For an R-L circuit we first recall the basic facts. When a constant emf is suddenly applied, the current grows according to

$$I(t)=I_{0}\left(1-e^{-t/\tau}\right),$$

and when the source is removed after reaching the steady value $$I_{0},$$ the current decays as

$$I(t)=I_{0}\,e^{-t/\tau}.$$

Here $$\tau$$ is the time constant of the circuit, given by the well-known formula

$$\tau=\frac{L}{R},$$

where $$L$$ is the self-inductance and $$R$$ is the resistance.

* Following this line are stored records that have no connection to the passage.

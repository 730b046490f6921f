//! Settings file and command line overrides
//!
//! ```toml
//! asset_dirs = ["C:/XPS/data", "D:/assets"]
//!
//! [decoder]
//! minimum_version = "1.21"
//! bone_list = "counted"
//!
//! [import]
//! exclude_hidden_models = false
//! ```

use crate::GlobalArgs;
use anyhow::bail;
use log::{debug, warn};
use serde::Deserialize;
use std::{
    fs,
    path::{Path, PathBuf},
};
use xps_scene::{
    load_scene_file, BoneListMode, DecoderOptions, ImportOptions, SceneDocument, Warnings,
};
use xps_utils::{ok, AnyResult, AnyhowResultExt};

/// Extension every scene file is expected to have.
pub const SCENE_EXTENSION: &str = "scene";

/// Contents of a `--config` file. Every section is optional.
#[derive(Debug, Clone, Default, PartialEq, Deserialize)]
#[serde(default, deny_unknown_fields)]
pub struct ConfigFile {
    pub decoder: DecoderOptions,
    pub import: ImportOptions,
    /// Directories searched for model folders, in order.
    pub asset_dirs: Vec<PathBuf>,
}

impl ConfigFile {
    pub fn parse(text: &str) -> Result<Self, toml::de::Error> {
        toml::from_str(text)
    }
}

/// Final settings, the config file with command line flags applied on top.
#[derive(Debug, Clone, Default)]
pub struct Settings {
    pub decoder: DecoderOptions,
    pub import: ImportOptions,
    pub asset_dirs: Vec<PathBuf>,
    pub any_extension: bool,
    pub strict: bool,
}

impl Settings {
    pub fn load(args: &GlobalArgs) -> AnyResult<Self> {
        let file = match &args.config {
            Some(path) => {
                let text = fs::read_to_string(path)
                    .otherwise_with(|| format!("couldn't read config file {}", path.display()))?;
                ConfigFile::parse(&text)
                    .otherwise_with(|| format!("couldn't parse config file {}", path.display()))?
            }
            None => ConfigFile::default(),
        };

        let mut settings = Settings {
            decoder: file.decoder,
            import: file.import,
            asset_dirs: file.asset_dirs,
            any_extension: args.any_extension,
            strict: args.strict,
        };
        if let Some(version) = args.min_version {
            settings.decoder.minimum_version = version;
        }
        if args.lookahead_bones {
            settings.decoder.bone_list = BoneListMode::Lookahead;
        }

        debug!("Settings: {settings:?}");
        Ok(settings)
    }

    /// Checks the file name and decodes the file.
    pub fn open_scene(&self, path: &Path) -> AnyResult<SceneDocument> {
        if !self.any_extension && !has_scene_extension(path) {
            bail!(
                "{} isn't a .{SCENE_EXTENSION} file (pass --any-extension to read it anyway)",
                path.display()
            );
        }
        load_scene_file(path, &self.decoder)
    }

    /// Fails in strict mode if there were any warnings.
    pub fn check_warnings(&self, warnings: &Warnings) -> AnyResult {
        if warnings.is_empty() {
            return ok();
        }
        if self.strict {
            bail!("{} warning(s) reported in strict mode", warnings.len());
        }
        warn!("{} warning(s) reported", warnings.len());
        ok()
    }
}

pub fn has_scene_extension(path: &Path) -> bool {
    path.extension()
        .and_then(|ext| ext.to_str())
        .is_some_and(|ext| ext.eq_ignore_ascii_case(SCENE_EXTENSION))
}

#[cfg(test)]
mod tests {
    use super::*;
    use clap::Parser;
    use tempfile::tempdir;
    use xps_scene::{DataQualityWarning, Version};

    fn global_args(args: &[&str]) -> GlobalArgs {
        let mut argv = vec!["xps-inspect"];
        argv.extend_from_slice(args);
        argv.extend(["dump", "lara.scene"]);
        crate::Cli::try_parse_from(argv).unwrap().global
    }

    #[test]
    fn partial_config() {
        let config = ConfigFile::parse(
            r#"
            asset_dirs = ["assets"]

            [decoder]
            minimum_version = "1.9"
            bone_list = "lookahead"

            [import]
            import_lights = false
            "#,
        )
        .unwrap();
        assert_eq!(config.decoder.minimum_version, Version::new(1, 9));
        assert_eq!(config.decoder.bone_list, BoneListMode::Lookahead);
        assert!(!config.import.import_lights);
        assert!(config.import.import_models);
        assert_eq!(config.asset_dirs, [PathBuf::from("assets")]);
    }

    #[test]
    fn empty_config_is_default() {
        assert_eq!(ConfigFile::parse("").unwrap(), ConfigFile::default());
        assert!(ConfigFile::parse("[decoder]\nminimum_version = \"one\"").is_err());
        assert!(ConfigFile::parse("colour = 1").is_err());
    }

    #[test]
    fn flags_override_config_file() {
        let dir = tempdir().unwrap();
        let path = dir.path().join("xps.toml");
        let text = r#"
            asset_dirs = ["assets"]

            [decoder]
            minimum_version = "1.9"

            [import]
            import_camera = false
        "#;
        fs::write(&path, text).unwrap();
        let config = path.to_str().unwrap();

        let settings = Settings::load(&global_args(&["--config", config])).unwrap();
        assert_eq!(settings.decoder.minimum_version, Version::new(1, 9));
        assert_eq!(settings.decoder.bone_list, BoneListMode::Counted);
        assert!(!settings.import.import_camera);
        assert_eq!(settings.asset_dirs, [PathBuf::from("assets")]);

        let settings = Settings::load(&global_args(&[
            "--config",
            config,
            "--min-version",
            "1.0",
            "--lookahead-bones",
            "--strict",
        ]))
        .unwrap();
        assert_eq!(settings.decoder.minimum_version, Version::new(1, 0));
        assert_eq!(settings.decoder.bone_list, BoneListMode::Lookahead);
        assert!(settings.strict);
    }

    #[test]
    fn broken_config_file_is_reported() {
        let dir = tempdir().unwrap();
        let path = dir.path().join("xps.toml");
        fs::write(&path, "[decoder]\nminimum_version = \"one\"\n").unwrap();

        let error = Settings::load(&global_args(&["--config", path.to_str().unwrap()]))
            .unwrap_err();
        assert!(error.to_string().starts_with("couldn't parse config file"));

        let missing = dir.path().join("missing.toml");
        let error = Settings::load(&global_args(&["--config", missing.to_str().unwrap()]))
            .unwrap_err();
        assert!(error.to_string().starts_with("couldn't read config file"));
    }

    #[test]
    fn extension_check() {
        assert!(has_scene_extension(Path::new("poses/lara.scene")));
        assert!(has_scene_extension(Path::new("LARA.SCENE")));
        assert!(!has_scene_extension(Path::new("lara.pose")));
        assert!(!has_scene_extension(Path::new("scene")));

        let settings = Settings::default();
        let error = settings.open_scene(Path::new("lara.pose")).unwrap_err();
        assert!(error.to_string().contains("--any-extension"));
    }

    #[test]
    fn strict_mode() {
        let mut warnings = Warnings::new();
        warnings.push(DataQualityWarning::ImporterUnavailable);

        let mut settings = Settings::default();
        assert!(settings.check_warnings(&warnings).is_ok());
        settings.strict = true;
        assert!(settings.check_warnings(&warnings).is_err());
        assert!(settings.check_warnings(&Warnings::new()).is_ok());
    }
}
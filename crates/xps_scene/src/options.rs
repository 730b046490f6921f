use crate::Version;
use serde::Deserialize;

/// How the end of a bone list is found.
#[derive(Debug, Clone, Copy, PartialEq, Eq, Default, Deserialize)]
#[serde(rename_all = "snake_case")]
pub enum BoneListMode {
    /// Trust the `u32` count in front of the list.
    #[default]
    Counted,
    /// Ignore the count and keep reading bones until the next byte is zero. Some older
    /// readers of this format did this, and it's kept around for files with broken counts.
    Lookahead,
}

/// Settings of the decoder itself. Nothing here changes what a valid file decodes to, except
/// for which files are accepted at all.
#[derive(Debug, Clone, PartialEq, Eq, Deserialize)]
#[serde(default)]
pub struct DecoderOptions {
    /// Files older than this are rejected with [`crate::DecodeError::UnsupportedVersion`].
    pub minimum_version: Version,
    pub bone_list: BoneListMode,
}

impl Default for DecoderOptions {
    fn default() -> Self {
        Self {
            minimum_version: Version::DEFAULT_MINIMUM,
            bone_list: BoneListMode::Counted,
        }
    }
}

/// Policy applied by [`crate::import_scene`] when handing a decoded document to a
/// [`crate::SceneBuilder`].
#[derive(Debug, Clone, PartialEq, Eq, Deserialize)]
#[serde(default)]
pub struct ImportOptions {
    pub import_models: bool,
    pub import_lights: bool,
    pub import_camera: bool,
    pub import_ground: bool,
    /// Skip items that are hidden in the scene file.
    pub exclude_hidden_models: bool,
}

impl Default for ImportOptions {
    fn default() -> Self {
        Self {
            import_models: true,
            import_lights: true,
            import_camera: true,
            import_ground: true,
            exclude_hidden_models: true,
        }
    }
}
use anyhow::anyhow;
use std::{error::Error, fmt::Display};

use crate::AnyResult;

/// Attaches a human readable context message to fallible values, turning them into
/// [`AnyResult`]s.
pub trait AnyhowResultExt<T> {
    fn otherwise(self, s: impl Display) -> AnyResult<T>;

    /// Lazy variant of [`Self::otherwise`], for messages that are expensive to format.
    fn otherwise_with<D: Display>(self, f: impl FnOnce() -> D) -> AnyResult<T>;
}

impl<T, E: Error + Send + Sync + 'static> AnyhowResultExt<T> for Result<T, E> {
    fn otherwise(self, s: impl Display) -> AnyResult<T> {
        self.map_err(|e| anyhow::Error::from(e).context(s.to_string()))
    }

    fn otherwise_with<D: Display>(self, f: impl FnOnce() -> D) -> AnyResult<T> {
        self.map_err(|e| anyhow::Error::from(e).context(f().to_string()))
    }
}

impl<T> AnyhowResultExt<T> for Option<T> {
    fn otherwise(self, s: impl Display) -> AnyResult<T> {
        self.ok_or_else(|| anyhow!("{s}"))
    }

    fn otherwise_with<D: Display>(self, f: impl FnOnce() -> D) -> AnyResult<T> {
        self.ok_or_else(|| anyhow!("{}", f()))
    }
}
use serde::{de, Deserialize, Deserializer, Serialize, Serializer};
use std::{fmt, str::FromStr};
use thiserror::Error;

/// Scene file format version, stored as two `u16`s at the very start of the file.
///
/// Ordering is lexicographic over `(major, minor)`, so `1.9 < 1.21 < 1.30`.
#[derive(Debug, Clone, Copy, PartialEq, Eq, PartialOrd, Ord, Hash, Default)]
pub struct Version {
    pub major: u16,
    pub minor: u16,
}

impl Version {
    /// Oldest version the reference tool still imports.
    pub const DEFAULT_MINIMUM: Version = Version::new(1, 21);

    pub const fn new(major: u16, minor: u16) -> Self {
        Self { major, minor }
    }
}

impl From<(u16, u16)> for Version {
    fn from((major, minor): (u16, u16)) -> Self {
        Self { major, minor }
    }
}

impl fmt::Display for Version {
    fn fmt(&self, f: &mut fmt::Formatter<'_>) -> fmt::Result {
        write!(f, "{}.{}", self.major, self.minor)
    }
}

#[derive(Debug, Clone, PartialEq, Eq, Error)]
#[error("invalid version `{0}`, expected `major.minor`")]
pub struct ParseVersionError(String);

impl FromStr for Version {
    type Err = ParseVersionError;

    /// Parses `"1.21"` style strings.
    fn from_str(s: &str) -> Result<Self, Self::Err> {
        let error = || ParseVersionError(s.to_owned());
        let (major, minor) = s.trim().split_once('.').ok_or_else(error)?;
        Ok(Self {
            major: major.parse().map_err(|_| error())?,
            minor: minor.parse().map_err(|_| error())?,
        })
    }
}

impl Serialize for Version {
    fn serialize<S: Serializer>(&self, serializer: S) -> Result<S::Ok, S::Error> {
        serializer.collect_str(self)
    }
}

impl<'de> Deserialize<'de> for Version {
    fn deserialize<D: Deserializer<'de>>(deserializer: D) -> Result<Self, D::Error> {
        let text = String::deserialize(deserializer)?;
        text.parse().map_err(de::Error::custom)
    }
}
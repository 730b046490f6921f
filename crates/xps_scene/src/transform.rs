//! Conversions from the tool's coordinate space into a right-handed, Z-up target space
//!
//! The tool is Y-up. Most vectors get re-expressed with a fixed 90° rotation around X, which
//! boils down to the axis swap `(x, y, z) -> (x, -z, y)`. Scales swap axes without the sign flip.
//!
//! Bone rotations are Euler angles in degrees, applied by the tool in Y, X, Z order.

use crate::{CameraRecord, ItemRecord, LightRecord};
use glam::{Mat3, Quat, Vec3};
use std::f32::consts::FRAC_PI_2;
use xps_utils::math::{AngleExt, Radians};

/// Rotation (degrees) taking tool space directions into the target space.
pub const TOOL_TO_TARGET_ROTATION: Vec3 = Vec3::new(90.0, 0.0, 0.0);

/// Distance of a point light from its controller, along the negated light direction.
pub const LIGHT_DISTANCE: f32 = 3.0;
/// Height of a light controller above the scene origin.
pub const LIGHT_CONTROLLER_HEIGHT: f32 = 1.0;
/// Light energy per unit of tool intensity.
pub const LIGHT_ENERGY_FACTOR: f32 = 2.4;

/// Rotates the vector by `Rx · Ry · Rz` built from the given angles in degrees.
pub fn rotate(vector: Vec3, rotation_degrees: Vec3) -> Vec3 {
    let x = rotation_degrees.x.degrees().to_radians();
    let y = rotation_degrees.y.degrees().to_radians();
    let z = rotation_degrees.z.degrees().to_radians();
    let matrix = Mat3::from_rotation_x(x) * Mat3::from_rotation_y(y) * Mat3::from_rotation_z(z);
    matrix * vector
}

/// Re-expresses a tool space direction or position in the target space.
#[inline]
pub fn tool_to_target(vector: Vec3) -> Vec3 {
    rotate(vector, TOOL_TO_TARGET_ROTATION)
}

/// `(x, y, z) -> (x, -z, y)`
#[inline]
pub fn swap_location(v: Vec3) -> Vec3 {
    Vec3::new(v.x, -v.z, v.y)
}

/// `(x, y, z) -> (x, z, y)`
#[inline]
pub fn swap_scale(v: Vec3) -> Vec3 {
    Vec3::new(v.x, v.z, v.y)
}

/// Builds the orientation for tool Euler angles (degrees, already axis swapped), applying Y
/// first, then X, then Z.
pub fn yxz_euler_to_quat(degrees: Vec3) -> Quat {
    let x = degrees.x.degrees().to_radians();
    let y = degrees.y.degrees().to_radians();
    let z = degrees.z.degrees().to_radians();
    Quat::from_rotation_z(z) * Quat::from_rotation_x(x) * Quat::from_rotation_y(y)
}

/// Rotation delta of a bone, expressed relative to its bind orientation:
/// `bind⁻¹ · delta · bind`. `None` for an all-zero rotation.
pub fn bone_rotation_delta(bind: Quat, rotation_degrees: Vec3) -> Option<Quat> {
    if rotation_degrees == Vec3::ZERO {
        return None;
    }
    let delta = yxz_euler_to_quat(swap_location(rotation_degrees));
    Some((bind.inverse() * delta * bind).normalize())
}

/// Translation delta of a bone in its local space. `None` for an all-zero location.
pub fn bone_location_delta(bind: Quat, location: Vec3) -> Option<Vec3> {
    if location == Vec3::ZERO {
        return None;
    }
    Some(bind.inverse() * swap_location(location))
}

/// Multiplicative scale delta of a bone. `None` for identity and all-zero scales, as neither
/// changes anything in the tool.
pub fn bone_scale_delta(scale: Vec3) -> Option<Vec3> {
    if scale == Vec3::ONE || scale == Vec3::ZERO {
        return None;
    }
    Some(swap_scale(scale))
}

/// Placement of a whole item in the target space. Bone poses are local to this frame.
#[derive(Debug, Clone, Copy, PartialEq)]
pub struct ItemTransform {
    pub location: Vec3,
    pub scale: Vec3,
}

impl From<&ItemRecord> for ItemTransform {
    fn from(item: &ItemRecord) -> Self {
        Self {
            location: swap_location(item.location),
            scale: swap_scale(item.scale),
        }
    }
}

/// The tool's orbit camera, rebuilt as a controller at the target with the camera parented
/// to it.
#[derive(Debug, Clone, Copy, PartialEq)]
pub struct CameraPlacement {
    /// Controller location.
    pub target: Vec3,
    /// Controller Euler rotation in radians, XYZ order.
    pub controller_rotation: Vec3,
    /// Camera offset along the controller's local Z axis.
    pub distance: f32,
    pub angle: Radians,
}

impl From<&CameraRecord> for CameraPlacement {
    fn from(camera: &CameraRecord) -> Self {
        Self {
            target: tool_to_target(camera.target),
            controller_rotation: Vec3::new(
                FRAC_PI_2 - camera.rotation_vertical,
                0.0,
                camera.rotation_horizontal,
            ),
            distance: camera.distance,
            angle: camera.effective_angle(),
        }
    }
}

/// A tool light, rebuilt as a point light orbiting a controller.
#[derive(Debug, Clone, Copy, PartialEq)]
pub struct LightPlacement {
    pub direction: Vec3,
    /// Controller location.
    pub controller: Vec3,
    /// Light location relative to its controller.
    pub location: Vec3,
    pub energy: f32,
    pub color: [f32; 3],
}

impl From<&LightRecord> for LightPlacement {
    fn from(light: &LightRecord) -> Self {
        let direction = tool_to_target(light.direction);
        Self {
            direction,
            controller: Vec3::new(0.0, 0.0, LIGHT_CONTROLLER_HEIGHT),
            location: -direction * LIGHT_DISTANCE,
            energy: light.intensity * LIGHT_ENERGY_FACTOR,
            color: light.color.to_normalized(),
        }
    }
}
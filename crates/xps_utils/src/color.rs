use serde::Serialize;

/// Plain 8-bit per channel color, as stored in scene files.
#[derive(Debug, Clone, Copy, PartialEq, Eq, Default, Serialize)]
pub struct RGB8 {
    pub r: u8,
    pub g: u8,
    pub b: u8,
}

impl RGB8 {
    pub const WHITE: RGB8 = RGB8::new(255, 255, 255);
    pub const BLACK: RGB8 = RGB8::new(0, 0, 0);

    pub const fn new(r: u8, g: u8, b: u8) -> Self {
        Self { r, g, b }
    }

    /// Converts the color into normalized `[0, 1]` floats.
    ///
    /// ## Example
    /// ```
    /// use xps_utils::color::RGB8;
    /// assert_eq!(RGB8::new(255, 0, 51).to_normalized(), [1.0, 0.0, 0.2]);
    /// ```
    pub fn to_normalized(self) -> [f32; 3] {
        [
            self.r as f32 / 255.0,
            self.g as f32 / 255.0,
            self.b as f32 / 255.0,
        ]
    }
}

impl From<[u8; 3]> for RGB8 {
    #[inline]
    fn from([r, g, b]: [u8; 3]) -> Self {
        Self { r, g, b }
    }
}

impl From<RGB8> for [u8; 3] {
    #[inline]
    fn from(value: RGB8) -> Self {
        [value.r, value.g, value.b]
    }
}
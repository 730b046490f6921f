use serde::Serialize;

/// Type-safe wrapper for an angle specified in radians, so that you don't
/// make the mistake of passing in degrees.
///
/// Included is [`AngleExt`] which allows to use `.radians()` and `.degrees()`
/// on f32 values and literals.
#[derive(Debug, Clone, Copy, PartialEq, PartialOrd, Default, Serialize)]
pub struct Radians(pub f32);

impl Radians {
    #[inline]
    pub fn from_radians(r: f32) -> Self {
        Self(r)
    }

    #[inline]
    pub fn from_degrees(r: f32) -> Self {
        Self(r.to_radians())
    }

    #[inline]
    pub fn to_radians(self) -> f32 {
        self.0
    }

    #[inline]
    pub fn to_degrees(self) -> f32 {
        self.0.to_degrees()
    }
}

pub trait AngleExt {
    /// Interprets this float as a radian angle value
    fn radians(self) -> Radians;
    /// Interprets this float as a degree angle value
    fn degrees(self) -> Radians;
}

impl AngleExt for f32 {
    #[inline]
    fn radians(self) -> Radians {
        Radians::from_radians(self)
    }

    #[inline]
    fn degrees(self) -> Radians {
        Radians::from_degrees(self)
    }
}

/// Rounds the value to the given amount of decimal places. The math is done in `f64`, so the
/// result is the `f32` closest to the rounded decimal.
///
/// ## Example
/// ```
/// use xps_utils::math::round_to;
/// assert_eq!(round_to(0.123456, 2), 0.12);
/// assert_eq!(round_to(-1.005, 0), -1.0);
/// ```
pub fn round_to(value: f32, digits: u32) -> f32 {
    let factor = 10f64.powi(digits as i32);
    ((value as f64 * factor).round() / factor) as f32
}

#[cfg(test)]
mod tests {
    use super::*;

    #[test]
    fn angle_conversions() {
        assert_eq!(90f32.degrees().to_radians(), std::f32::consts::FRAC_PI_2);
        assert_eq!(1.5f32.radians().to_radians(), 1.5);
        assert!((Radians(std::f32::consts::PI).to_degrees() - 180.0).abs() < 1e-4);
    }

    #[test]
    fn rounding_stays_within_precision() {
        for (value, digits) in [(0.333333, 2), (12.345678, 4), (-0.987654321, 6), (5.0, 0)] {
            let rounded = round_to(value, digits);
            assert!(((value as f64) - (rounded as f64)).abs() < 10f64.powi(-(digits as i32)));
        }
    }
}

Now let us insert the numerical data. We have

$$L = 10\ \text{mH}=10\times10^{-3}\ \text{H},\qquad R = 10\ \text{k}\Omega = 10\times10^{3}\ \Omega.$$

Therefore

$$\tau = \frac{L}{R} = \frac{10\times10^{-3}}{10\times10^{3}} = \frac{10}{10}\times\frac{10^{-3}}{10^{3}} = 1\times10^{-6}\ \text{s} = 1\ \mu\text{s}.$$

Before the switch is opened, the current has reached its maximum steady value. Ohm’s law for the dc source gives this value as

$$I_{0}=\frac{V}{R} =\frac{20\ \text{V}}{10\times10^{3}\ \Omega} =\frac{20}{10}\times10^{-3}\ \text{A} =2\times10^{-3}\ \text{A} =2\ \text{mA}.$$

Immediately after the battery is disconnected, the current starts to fall. After a time $$t$$ the current is given by the exponential decay formula

$$I(t)=I_{0}\,e^{-t/\tau}.$$

We are asked to find the current at $$t = 1\ \mu\text{s}.$$ Substituting $$t=1\ \mu\text{s}$$ and $$\tau = 1\ \mu\text{s},$$ we get

$$I(1\ \mu\text{s}) = I_{0}\,e^{-1} = 2\ \text{mA}\times e^{-1}.$$

The problem statement provides the numerical value $$e^{-1}=0.37.$$ Hence

$$I(1\ \mu\text{s}) = 2\ \text{mA}\times 0.37 = 0.74\ \text{mA}.$$

We can express $$0.74\ \text{mA}$$ as a fraction of a milliampere:

$$0.74\ \text{mA} = \frac{74}{100}\ \text{mA}.$$

By comparison with the form given in the question, $$\displaystyle I=\frac{x}{100}\ \text{mA},$$ we identify

$$x = 74.$$

So, the answer is $$74$$.